In The End of Counterfeit Gods, Nothing Is More Common: “The seventeenth-century English minister David Clarkson preached one of the most comprehensive and searching sermons on counterfeit gods ever written. About idolatry he said, “Though few will own it, nothing is more common.” If we think of our soul as a house, he said, “idols are set up in every room, in every faculty.” We prefer our own wisdom to God’s wisdom, our own desires to God’s will, and our own reputation to God’s honor.”…”The human heart is indeed a factory that mass-produces idols.”

“Is there any hope? Yes, if we begin to realize that idols cannot simply be removed. They must be replaced.”

Talking about Jacob wrestling with God before he meets Esau: “Every human being, then, needs blessing. We all need assurance of our unique value from some outside source. The love and admiration of those you most love and admire is above all rewards…Jacob’s life had been one long wrestling match to get blessing. He had wrestled with Esau to hear it from his father’s lips. He had wrestled with Laban to find it in Rachel’s face. But it hadn’t worked. He was still needy and empty inside. The relationships within his own family were stormy. His idolatry of Rachel and her children had poisoned the lives of Leah and her children, and it would bear bitter fruit in the future.”

“Jacob was saying something like this.

What an idiot I’ve been! Here is what I’ve been looking for all my life. The blessing of God! I looked for it in the approval of my father. I looked for it in the beauty of Rachel. But it was in you. Now I won’t let you go until you bless me. Nothing else matters. I don’t care if I die in the process, because if I don’t have God’s blessing, I’ve got nothing. Nothing else will do.”

Under The Weakness of God: “Have you heard God’s blessing in your inmost being? Are the words, “You are my beloved child, in whom I delight” an endless source of joy and strength?”

In the Epilogue: Finding and Replacing Your Idols, he states that what we daydream about, what we spend our money on, how we respond to unanswered prayers and frustrated hopes (if despair and explosive anger, it may be an idol), and lastly, “look at your most painful emotions, especially those that never seem to lift and that drive you to do things you know are wrong.”

To replace idols, set “the mind and heart on things above…means appreciation, rejoicing, and resting in what Jesus has done for you…Jesus must become more beautiful to your imagination, more attractive to your heart, than your idol. That is what will replace your counterfeit gods.”

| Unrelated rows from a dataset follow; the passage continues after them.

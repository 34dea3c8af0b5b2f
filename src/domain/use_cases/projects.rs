use uuid::Uuid;
use validator::Validate;

use crate::{
    entities::project::{NewProjectRequest, Project, ProjectCreatedResponse},
    errors::AppError,
    repositories::project::ProjectRepository,
};

pub struct ProjectHandler<J>
where
    J: ProjectRepository,
{
    pub project_repo: J,
}

impl<J> ProjectHandler<J>
where
    J: ProjectRepository,
{
    pub fn new(project_repo: J) -> Self {
        ProjectHandler { project_repo }
    }

    pub async fn list_projects(&self, owner_id: &Uuid) -> Result<Vec<Project>, AppError> {
        self.project_repo.list_projects(owner_id).await
    }

    pub async fn create_project(
        &self,
        owner_id: &Uuid,
        request: NewProjectRequest,
    ) -> Result<ProjectCreatedResponse, AppError> {
        request.validate()?;

        let id = self.project_repo.create_project(owner_id, &request).await?;
        tracing::info!(%owner_id, project_id = %id, "Project created");

        Ok(ProjectCreatedResponse {
            id,
            message: "Project created successfully".to_string(),
        })
    }

    /// Only the owner may delete a project.
    pub async fn delete_project(&self, project_id: &Uuid, user_id: &Uuid) -> Result<(), AppError> {
        let project = self
            .project_repo
            .get_project(project_id)
            .await?
            .ok_or_else(|| AppError::NotFound("Project not found".to_string()))?;

        if project.owner_id != *user_id {
            return Err(AppError::ForbiddenAccess);
        }

        self.project_repo.delete_project(project_id).await
    }
}
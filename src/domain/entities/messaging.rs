use chrono::{DateTime, Utc};
use serde::{Deserialize, Serialize};
use uuid::Uuid;
use validator::Validate;

use crate::domain::codec::{required, DecodeError};

pub const MAX_MESSAGE_LENGTH: u64 = 5000;

// ───── Database Models ───────────────────────────────────────────────

#[derive(Debug, Clone, Serialize, sqlx::FromRow)]
pub struct Conversation {
    pub id: Uuid,
    pub match_id: Option<Uuid>,
    pub developer_id: Uuid,
    pub company_id: Uuid,
    pub created_at: DateTime<Utc>,
    pub last_message_at: Option<DateTime<Utc>>,
}

impl Conversation {
    pub fn is_participant(&self, user_id: &Uuid) -> bool {
        self.developer_id == *user_id || self.company_id == *user_id
    }

    pub fn other_participant(&self, user_id: &Uuid) -> Uuid {
        if self.developer_id == *user_id {
            self.company_id
        } else {
            self.developer_id
        }
    }
}

/// A conversation as seen by one participant.
#[derive(Debug, sqlx::FromRow)]
pub struct ConversationSummaryRow {
    pub id: Uuid,
    pub match_id: Option<Uuid>,
    pub other_party_id: Uuid,
    pub other_party_name: Option<String>,
    pub other_party_avatar_url: Option<String>,
    pub last_message: Option<String>,
    pub last_message_at: Option<DateTime<Utc>>,
    pub unread_count: i64,
    pub created_at: DateTime<Utc>,
}

/// `messages` joined with the sender's profile.
#[derive(Debug, sqlx::FromRow)]
pub struct MessageRow {
    pub id: Uuid,
    pub conversation_id: Uuid,
    pub sender_id: Option<Uuid>,
    pub body: String,
    pub created_at: DateTime<Utc>,
    pub read_at: Option<DateTime<Utc>>,
    pub sender_name: Option<String>,
    pub sender_avatar_url: Option<String>,
}

#[derive(Debug)]
pub struct MessageInsert {
    pub conversation_id: Uuid,
    pub sender_id: Uuid,
    pub body: String,
}

// ───── Domain Models ─────────────────────────────────────────────────

#[derive(Debug, Clone, Serialize, Deserialize, PartialEq)]
pub struct ConversationSummary {
    pub id: Uuid,
    pub match_id: Option<Uuid>,
    pub other_party: Participant,
    pub last_message: Option<String>,
    pub last_message_at: Option<DateTime<Utc>>,
    pub unread_count: i64,
    pub created_at: DateTime<Utc>,
}

impl TryFrom<ConversationSummaryRow> for ConversationSummary {
    type Error = DecodeError;

    fn try_from(row: ConversationSummaryRow) -> Result<Self, Self::Error> {
        Ok(ConversationSummary {
            id: row.id,
            match_id: row.match_id,
            other_party: Participant {
                id: row.other_party_id,
                full_name: required("conversation", "other_party_name", row.other_party_name)?,
                avatar_url: row.other_party_avatar_url,
            },
            last_message: row.last_message,
            last_message_at: row.last_message_at,
            unread_count: row.unread_count,
            created_at: row.created_at,
        })
    }
}

#[derive(Debug, Clone, Serialize, Deserialize, PartialEq)]
pub struct Participant {
    pub id: Uuid,
    pub full_name: String,
    pub avatar_url: Option<String>,
}

#[derive(Debug, Clone, Serialize, Deserialize, PartialEq)]
pub struct Message {
    pub id: Uuid,
    pub conversation_id: Uuid,
    pub sender: Participant,
    pub body: String,
    pub created_at: DateTime<Utc>,
    pub read_at: Option<DateTime<Utc>>,
}

impl TryFrom<MessageRow> for Message {
    type Error = DecodeError;

    fn try_from(row: MessageRow) -> Result<Self, Self::Error> {
        Ok(Message {
            id: row.id,
            conversation_id: row.conversation_id,
            sender: Participant {
                id: required("message", "sender_id", row.sender_id)?,
                full_name: required("message", "sender_name", row.sender_name)?,
                avatar_url: row.sender_avatar_url,
            },
            body: row.body,
            created_at: row.created_at,
            read_at: row.read_at,
        })
    }
}

// ───── Input & Validation ───────────────────────────────────────────

#[derive(Debug, Serialize, Deserialize, Validate)]
pub struct NewMessageRequest {
    #[validate(length(min = 1, max = MAX_MESSAGE_LENGTH, message = "Message must be 1-5000 characters"))]
    pub body: String,
}

#[derive(Debug, Serialize)]
pub struct MarkReadResponse {
    pub conversation_id: Uuid,
    pub marked: u64,
}
use actix_web::{
    error::{InternalError, JsonPayloadError, QueryPayloadError},
    http::StatusCode,
    web,
};

use crate::handlers::json_error::json_error;

/// Turns body and query-string extraction failures into 400 JSON bodies.
pub fn config_routes(cfg: &mut web::ServiceConfig) {
    cfg.app_data(web::JsonConfig::default().limit(64 * 1024).error_handler(|err, _req| {
        let status = match &err {
            JsonPayloadError::OverflowKnownLength { .. } | JsonPayloadError::Overflow { .. } => {
                StatusCode::PAYLOAD_TOO_LARGE
            }
            JsonPayloadError::ContentType => StatusCode::UNSUPPORTED_MEDIA_TYPE,
            _ => StatusCode::BAD_REQUEST,
        };
        let response = json_error(status, "Invalid JSON payload", &err.to_string());
        InternalError::from_response(err, response).into()
    }));

    cfg.app_data(web::QueryConfig::default().error_handler(|err: QueryPayloadError, _req| {
        let response = json_error(StatusCode::BAD_REQUEST, "Invalid query string", &err.to_string());
        InternalError::from_response(err, response).into()
    }));
}
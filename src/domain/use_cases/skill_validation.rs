use chrono::Utc;
use uuid::Uuid;

use crate::{
    domain::skill_scoring::{proficiency_level, score_repositories, top_validations, MAX_SAVED_SKILLS},
    entities::{
        github::{GitHubConnectedResponse, SaveMode, SkillValidation, SkillValidationResponse, ValidateSkillsRequest},
        profile::{is_valid_github_login, GitHubLink},
        skill::{SkillAssignment, SkillSource},
    },
    errors::AppError,
    github::client::GitHubError,
    repositories::{github::GitHubApi, profile::ProfileRepository, skill::SkillRepository},
};

pub struct SkillValidationHandler<G, P, S>
where
    G: GitHubApi,
    P: ProfileRepository,
    S: SkillRepository,
{
    pub github: G,
    pub profile_repo: P,
    pub skill_repo: S,
}

impl<G, P, S> SkillValidationHandler<G, P, S>
where
    G: GitHubApi,
    P: ProfileRepository,
    S: SkillRepository,
{
    pub fn new(github: G, profile_repo: P, skill_repo: S) -> Self {
        SkillValidationHandler {
            github,
            profile_repo,
            skill_repo,
        }
    }

    /// Scores the skills evidenced by the token owner's repositories.
    pub async fn analyze(&self, token: &str) -> Result<Vec<SkillValidation>, GitHubError> {
        let repositories = self.github.list_owned_repositories(token).await?;
        let validations = score_repositories(&repositories, Utc::now());

        tracing::info!(
            repositories = repositories.len(),
            skills = validations.len(),
            "Analyzed GitHub repositories"
        );
        Ok(validations)
    }

    /// Writes the top validations as verified skills. Returns how many were saved.
    pub async fn save_to_profile(
        &self,
        user_id: &Uuid,
        validations: &[SkillValidation],
        mode: SaveMode,
    ) -> Result<usize, AppError> {
        let assignments: Vec<SkillAssignment> = top_validations(validations, MAX_SAVED_SKILLS)
            .iter()
            .map(|v| SkillAssignment {
                name: v.skill.clone(),
                proficiency_level: proficiency_level(v.confidence),
                verified: true,
                source: SkillSource::Github,
            })
            .collect();

        if assignments.is_empty() && mode == SaveMode::Merge {
            return Ok(0);
        }

        let saved = self.skill_repo.save_assignments(user_id, &assignments, mode).await?;
        tracing::info!(%user_id, saved, ?mode, "Saved GitHub-validated skills");
        Ok(saved)
    }

    pub async fn validate(
        &self,
        user_id: &Uuid,
        request: ValidateSkillsRequest,
    ) -> Result<SkillValidationResponse, AppError> {
        let token = request
            .access_token
            .as_deref()
            .filter(|t| !t.trim().is_empty())
            .ok_or(GitHubError::Unauthorized)?;

        let validations = self.analyze(token).await?;

        let saved = if request.save {
            self.ensure_developer(user_id).await?;
            self.save_to_profile(user_id, &validations, request.mode).await?
        } else {
            0
        };

        Ok(SkillValidationResponse { validations, saved })
    }

    /// Links the GitHub account behind `token` to the developer profile and
    /// merges its validated skills.
    pub async fn connect(&self, user_id: &Uuid, token: &str) -> Result<GitHubConnectedResponse, AppError> {
        self.ensure_developer(user_id).await?;

        let (user, validations) = tokio::join!(self.github.get_authenticated_user(token), self.analyze(token));
        let user = user?;
        let validations = validations?;

        if !is_valid_github_login(&user.login) {
            return Err(AppError::RemoteUnavailable(format!(
                "GitHub returned an invalid login: {}",
                user.login
            )));
        }

        self.profile_repo
            .link_github(
                user_id,
                &GitHubLink {
                    username: user.login.clone(),
                    public_repos: user.public_repos,
                    followers: user.followers,
                },
            )
            .await?;

        let saved = self.save_to_profile(user_id, &validations, SaveMode::Merge).await?;

        Ok(GitHubConnectedResponse {
            user_id: *user_id,
            github_username: user.login,
            validations,
            saved,
        })
    }

    async fn ensure_developer(&self, user_id: &Uuid) -> Result<(), AppError> {
        match self.profile_repo.get_developer_profile(user_id).await? {
            Some(_) => Ok(()),
            None => Err(AppError::NotFound(
                "Create a developer profile before saving skills".to_string(),
            )),
        }
    }
}
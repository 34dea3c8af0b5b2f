use std::time::{Duration, Instant};

use dashmap::DashMap;
use rand::{distributions::Alphanumeric, Rng};
use reqwest::header;
use url::Url;
use uuid::Uuid;
use zeroize::Zeroizing;

use crate::{entities::github::AccessTokenResponse, github::client::GitHubError, settings::AppConfig};

pub const OAUTH_SCOPES: &str = "user:email read:user public_repo";
pub const STATE_TTL: Duration = Duration::from_secs(10 * 60);
const STATE_LENGTH: usize = 32;

/// Authorization-code flow against GitHub's OAuth endpoints.
#[derive(Clone)]
pub struct GitHubOAuth {
    client: reqwest::Client,
    client_id: String,
    client_secret: Zeroizing<String>,
    redirect_url: Option<String>,
    oauth_url: String,
    timeout: Duration,
}

impl std::fmt::Debug for GitHubOAuth {
    fn fmt(&self, f: &mut std::fmt::Formatter<'_>) -> std::fmt::Result {
        f.debug_struct("GitHubOAuth")
            .field("client_id", &self.client_id)
            .field("client_secret", &"[REDACTED]")
            .field("redirect_url", &self.redirect_url)
            .field("oauth_url", &self.oauth_url)
            .finish()
    }
}

impl GitHubOAuth {
    pub fn new(config: &AppConfig) -> Self {
        GitHubOAuth {
            client: reqwest::Client::new(),
            client_id: config.github_client_id.clone(),
            client_secret: Zeroizing::new(config.github_client_secret.clone()),
            redirect_url: config.github_redirect_url.clone(),
            oauth_url: config.github_oauth_url.trim_end_matches('/').to_string(),
            timeout: Duration::from_secs(config.http_timeout_secs),
        }
    }

    pub fn is_configured(&self) -> bool {
        !self.client_id.is_empty() && !self.client_secret.is_empty()
    }

    /// URL the browser is sent to so the user can grant access.
    pub fn authorize_url(&self, state: &str) -> Result<String, GitHubError> {
        if !self.is_configured() {
            return Err(GitHubError::NotConfigured);
        }

        let mut url = Url::parse(&format!("{}/login/oauth/authorize", self.oauth_url))
            .map_err(|_| GitHubError::NotConfigured)?;
        {
            let mut query = url.query_pairs_mut();
            query.append_pair("client_id", &self.client_id);
            query.append_pair("scope", OAUTH_SCOPES);
            query.append_pair("state", state);
            if let Some(redirect) = &self.redirect_url {
                query.append_pair("redirect_uri", redirect);
            }
        }
        Ok(url.into())
    }

    /// Trades the callback `code` for a user access token.
    pub async fn exchange_code(&self, code: &str) -> Result<Zeroizing<String>, GitHubError> {
        if !self.is_configured() {
            return Err(GitHubError::NotConfigured);
        }

        let mut form = vec![
            ("client_id", self.client_id.as_str()),
            ("client_secret", self.client_secret.as_str()),
            ("code", code),
        ];
        if let Some(redirect) = &self.redirect_url {
            form.push(("redirect_uri", redirect.as_str()));
        }

        let response = self
            .client
            .post(format!("{}/login/oauth/access_token", self.oauth_url))
            .header(header::ACCEPT, "application/json")
            .form(&form)
            .timeout(self.timeout)
            .send()
            .await?;

        if !response.status().is_success() {
            return Err(GitHubError::RemoteUnavailable(format!(
                "Token exchange responded with {}",
                response.status()
            )));
        }

        let body: AccessTokenResponse = response.json().await?;
        match body.access_token {
            Some(token) if !token.is_empty() => Ok(Zeroizing::new(token)),
            _ => {
                tracing::warn!(
                    error = body.error.as_deref().unwrap_or("unknown"),
                    description = body.error_description.as_deref().unwrap_or(""),
                    "GitHub token exchange rejected"
                );
                Err(GitHubError::Unauthorized)
            }
        }
    }
}

#[derive(Debug, Clone, Copy)]
struct PendingState {
    user_id: Uuid,
    issued_at: Instant,
}

/// CSRF states handed out with authorize URLs, waiting for their callback.
#[derive(Debug)]
pub struct OAuthStateStore {
    pending: DashMap<String, PendingState>,
    ttl: Duration,
}

impl Default for OAuthStateStore {
    fn default() -> Self {
        Self::with_ttl(STATE_TTL)
    }
}

impl OAuthStateStore {
    pub fn with_ttl(ttl: Duration) -> Self {
        OAuthStateStore {
            pending: DashMap::new(),
            ttl,
        }
    }

    /// Issues a fresh random state bound to `user_id`.
    pub fn issue(&self, user_id: Uuid) -> String {
        let state: String = rand::thread_rng()
            .sample_iter(&Alphanumeric)
            .take(STATE_LENGTH)
            .map(char::from)
            .collect();

        self.pending.insert(
            state.clone(),
            PendingState {
                user_id,
                issued_at: Instant::now(),
            },
        );
        state
    }

    /// Removes `state` and returns the user it was issued to. A state can be
    /// consumed once.
    pub fn consume(&self, state: &str) -> Result<Uuid, GitHubError> {
        let (_, pending) = self.pending.remove(state).ok_or(GitHubError::InvalidState)?;
        if pending.issued_at.elapsed() > self.ttl {
            return Err(GitHubError::InvalidState);
        }
        Ok(pending.user_id)
    }

    pub fn prune_expired(&self) -> usize {
        let before = self.pending.len();
        self.pending.retain(|_, pending| pending.issued_at.elapsed() <= self.ttl);
        before.saturating_sub(self.pending.len())
    }

    pub fn len(&self) -> usize {
        self.pending.len()
    }

    pub fn is_empty(&self) -> bool {
        self.pending.is_empty()
    }
}
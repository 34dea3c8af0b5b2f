pub mod hub;
use async_trait::async_trait;
use uuid::Uuid;

use crate::{
    entities::{
        github::SaveMode,
        skill::{SkillAssignment, UserSkillRow},
    },
    errors::AppError,
    repositories::sqlx_repo::SqlxSkillRepo,
};

#[async_trait]
pub trait SkillRepository: Send + Sync {
    async fn list_user_skills(&self, user_id: &Uuid) -> Result<Vec<UserSkillRow>, AppError>;
    /// Writes all assignments in one transaction. `Replace` clears the user's
    /// existing skills first; `Merge` upserts by skill and leaves the rest.
    async fn save_assignments(
        &self,
        user_id: &Uuid,
        assignments: &[SkillAssignment],
        mode: SaveMode,
    ) -> Result<usize, AppError>;
    async fn remove_user_skill(&self, user_id: &Uuid, skill_id: &Uuid) -> Result<bool, AppError>;
}

impl SqlxSkillRepo {
    pub fn new(pool: sqlx::PgPool) -> Self {
        SqlxSkillRepo { pool }
    }
}

#[async_trait]
impl SkillRepository for SqlxSkillRepo {
    async fn list_user_skills(&self, user_id: &Uuid) -> Result<Vec<UserSkillRow>, AppError> {
        sqlx::query_as::<_, UserSkillRow>(
            r#"SELECT us.skill_id, s.name, us.proficiency_level, us.verified, us.source, us.updated_at
               FROM user_skills us
               JOIN skills s ON s.id = us.skill_id
               WHERE us.user_id = $1
               ORDER BY us.verified DESC, us.proficiency_level DESC, s.name"#,
        )
        .bind(user_id)
        .fetch_all(&self.pool)
        .await
        .map_err(AppError::from)
    }

    async fn save_assignments(
        &self,
        user_id: &Uuid,
        assignments: &[SkillAssignment],
        mode: SaveMode,
    ) -> Result<usize, AppError> {
        let mut tx = self.pool.begin().await?;

        if mode == SaveMode::Replace {
            let removed = sqlx::query("DELETE FROM user_skills WHERE user_id = $1")
                .bind(user_id)
                .execute(&mut *tx)
                .await?
                .rows_affected();
            tracing::debug!(%user_id, removed, "Cleared skills before replace");
        }

        for assignment in assignments {
            // The no-op update makes RETURNING yield the existing id on conflict.
            let skill_id: Uuid = sqlx::query_scalar(
                r#"INSERT INTO skills (name) VALUES ($1)
                   ON CONFLICT ((lower(name))) DO UPDATE SET name = skills.name
                   RETURNING id"#,
            )
            .bind(&assignment.name)
            .fetch_one(&mut *tx)
            .await?;

            sqlx::query(
                r#"INSERT INTO user_skills (user_id, skill_id, proficiency_level, verified, source)
                   VALUES ($1, $2, $3, $4, $5)
                   ON CONFLICT (user_id, skill_id) DO UPDATE SET
                       proficiency_level = EXCLUDED.proficiency_level,
                       verified = user_skills.verified OR EXCLUDED.verified,
                       source = EXCLUDED.source,
                       updated_at = NOW()"#,
            )
            .bind(user_id)
            .bind(skill_id)
            .bind(assignment.proficiency_level)
            .bind(assignment.verified)
            .bind(assignment.source.as_str())
            .execute(&mut *tx)
            .await?;
        }

        tx.commit().await?;
        Ok(assignments.len())
    }

    async fn remove_user_skill(&self, user_id: &Uuid, skill_id: &Uuid) -> Result<bool, AppError> {
        let result = sqlx::query("DELETE FROM user_skills WHERE user_id = $1 AND skill_id = $2")
            .bind(user_id)
            .bind(skill_id)
            .execute(&self.pool)
            .await?;

        Ok(result.rows_affected() > 0)
    }
}
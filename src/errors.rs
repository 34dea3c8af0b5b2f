use std::borrow::Cow;
use std::fmt;

use actix_web::{
    error::ResponseError,
    http::{header::ContentType, StatusCode},
    HttpResponse
};
use jsonwebtoken::errors::{ErrorKind, Error as JwtError};
use derive_more::Display;
use serde::Serialize;
use validator::ValidationErrors;

use crate::domain::codec::DecodeError;
use crate::github::client::GitHubError;

#[derive(Debug)]
pub enum AppError {
    ValidationError(Vec<FieldError>),
    InvalidInput(String),
    NotFound(String),
    Conflict(String),
    Unauthorized(String),
    ForbiddenAccess,
    RateLimited(String),
    RemoteUnavailable(String),
    InternalError(String),
}

impl fmt::Display for AppError {
    fn fmt(&self, f: &mut fmt::Formatter<'_>) -> fmt::Result {
        match self {
            AppError::ValidationError(errors) => {
                let messages = errors.iter()
                    .map(|e| format!("{}:{}", e.field, e.message))
                    .collect::<Vec<_>>()
                    .join(", ");
                write!(f, "validation error: {}", messages)
            }
            AppError::InvalidInput(msg) => write!(f, "Invalid input: {}", msg),
            AppError::NotFound(msg) => write!(f, "Not found: {}", msg),
            AppError::Conflict(msg) => write!(f, "Conflict: {}", msg),
            AppError::Unauthorized(msg) => write!(f, "Unauthorized: {}", msg),
            AppError::ForbiddenAccess => write!(f, "Forbidden access"),
            AppError::RateLimited(msg) => write!(f, "Rate limited: {}", msg),
            AppError::RemoteUnavailable(msg) => write!(f, "Remote service unavailable: {}", msg),
            AppError::InternalError(msg) => write!(f, "Internal server error: {}", msg)
        }
    }
}

impl ResponseError for AppError {
    fn error_response(&self) -> HttpResponse {
        let body = match self {
            AppError::ValidationError(errors) => {
                serde_json::json!({
                    "error": "Validation failed",
                    "details": errors
                })
            }
            AppError::InternalError(msg) => {
                tracing::error!("Internal error: {}", msg);
                serde_json::json!({"error": "Internal server error"})
            }
            _ => {
                serde_json::json!({"error": self.to_string()})
            }
        };
        HttpResponse::build(self.status_code())
            .insert_header(ContentType::json())
            .json(body)
    }

    fn status_code(&self) -> StatusCode {
        match self {
            AppError::ValidationError(_) => StatusCode::BAD_REQUEST,
            AppError::InvalidInput(_) => StatusCode::BAD_REQUEST,
            AppError::NotFound(_) => StatusCode::NOT_FOUND,
            AppError::Conflict(_) => StatusCode::CONFLICT,
            AppError::Unauthorized(_) => StatusCode::UNAUTHORIZED,
            AppError::ForbiddenAccess => StatusCode::FORBIDDEN,
            AppError::RateLimited(_) => StatusCode::TOO_MANY_REQUESTS,
            AppError::RemoteUnavailable(_) => StatusCode::BAD_GATEWAY,
            AppError::InternalError(_) => StatusCode::INTERNAL_SERVER_ERROR,
        }
    }
}

impl From<ValidationErrors> for AppError {
    fn from(errors: ValidationErrors) -> Self {
        let mut field_errors: Vec<FieldError> = errors
            .field_errors()
            .iter()
            .flat_map(|(field, errors)| {
                errors.iter().map(|e| FieldError {
                    field: field.to_string(),
                    message: e
                        .message
                        .as_ref()
                        .map(|s| s.to_string())
                        .unwrap_or_else(|| "Invalid value".to_string()),
                })
            })
            .collect();

        field_errors.sort_by(|a, b| a.field.cmp(&b.field));

        AppError::ValidationError(field_errors)
    }
}

impl From<sqlx::Error> for AppError {
    fn from(err: sqlx::Error) -> Self {
        match err {
            sqlx::Error::RowNotFound => AppError::NotFound("Record not found".into()),
            sqlx::Error::Database(e) if e.code() == Some(Cow::Borrowed("23505")) => {
                AppError::Conflict("Database conflict occurred".into())
            }
            sqlx::Error::Database(e) if e.code() == Some(Cow::Borrowed("23503")) => {
                AppError::Conflict("Foreign key violation".into())
            }
            _ => AppError::InternalError(format!("Database error: {}", err))
        }
    }
}

impl From<DecodeError> for AppError {
    fn from(err: DecodeError) -> Self {
        AppError::InternalError(format!("Row decode failed: {}", err))
    }
}

impl From<GitHubError> for AppError {
    fn from(err: GitHubError) -> Self {
        match err {
            GitHubError::Unauthorized => AppError::Unauthorized(
                "GitHub authorization required, reconnect your GitHub account".into()
            ),
            GitHubError::RemoteUnavailable(msg) => AppError::RemoteUnavailable(msg),
            GitHubError::InvalidState => AppError::InvalidInput("Unknown or expired OAuth state".into()),
            GitHubError::NotConfigured => AppError::InternalError("GitHub OAuth is not configured".into()),
        }
    }
}

#[derive(Debug, Display)]
pub enum AuthError {
    #[display("Invalid token")]
    InvalidToken,

    #[display("Token expired")]
    TokenExpired,

    #[display("Missing credentials")]
    MissingCredentials,

    #[display("Missing JWT service")]
    MissingJwtService,

    #[display("Invalid user ID")]
    InvalidUserId,

    #[display("Forbidden: {_0}")]
    Forbidden(String),
}

impl ResponseError for AuthError {
    fn error_response(&self) -> HttpResponse {
        let error_message = match self {
            AuthError::TokenExpired => "Token has expired".to_string(),
            _ => self.to_string(),
        };
        HttpResponse::build(self.status_code())
            .json(serde_json::json!({"error": error_message}))
    }
    fn status_code(&self) -> StatusCode {
        match *self {
            AuthError::InvalidToken => StatusCode::UNAUTHORIZED,
            AuthError::TokenExpired => StatusCode::UNAUTHORIZED,
            AuthError::MissingCredentials => StatusCode::UNAUTHORIZED,
            AuthError::MissingJwtService => StatusCode::INTERNAL_SERVER_ERROR,
            AuthError::InvalidUserId => StatusCode::BAD_REQUEST,
            AuthError::Forbidden(_) => StatusCode::FORBIDDEN,
        }
    }
}

impl From<JwtError> for AuthError {
    fn from(e: JwtError) -> Self {
        match e.kind() {
            ErrorKind::ExpiredSignature => AuthError::TokenExpired,
            _ => AuthError::InvalidToken,
        }
    }
}

impl From<AuthError> for AppError {
    fn from(err: AuthError) -> Self {
        match err {
            AuthError::Forbidden(_) => AppError::ForbiddenAccess,
            AuthError::MissingJwtService => AppError::InternalError(err.to_string()),
            AuthError::InvalidUserId => AppError::InvalidInput(err.to_string()),
            _ => AppError::Unauthorized(err.to_string()),
        }
    }
}

#[derive(Debug, Serialize)]
pub struct FieldError {
    pub field: String,
    pub message: String,
}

“When we repent out of fear of consequences, we are not really sorry for the sin, but for ourselves…But when we rejoice over God’s sacrificial, suffering love for us–seeing what it cost him to save us from sin–we learn to hate the sin for what it is. … Fear-based repentance makes us hate ourselves. Joy-based repentance makes us hate the sin.”

To make the Gospel the “video” (not just the audio) of our lives takes spiritual disciplines such as “private prayer, corporate worship, and meditation…Spiritual disciplines are basically forms of worship and it is worship that is the final way to replace the idols of your heart.”

Thank you, Tim Keller, for another fantastic book full of the Gospel Truth!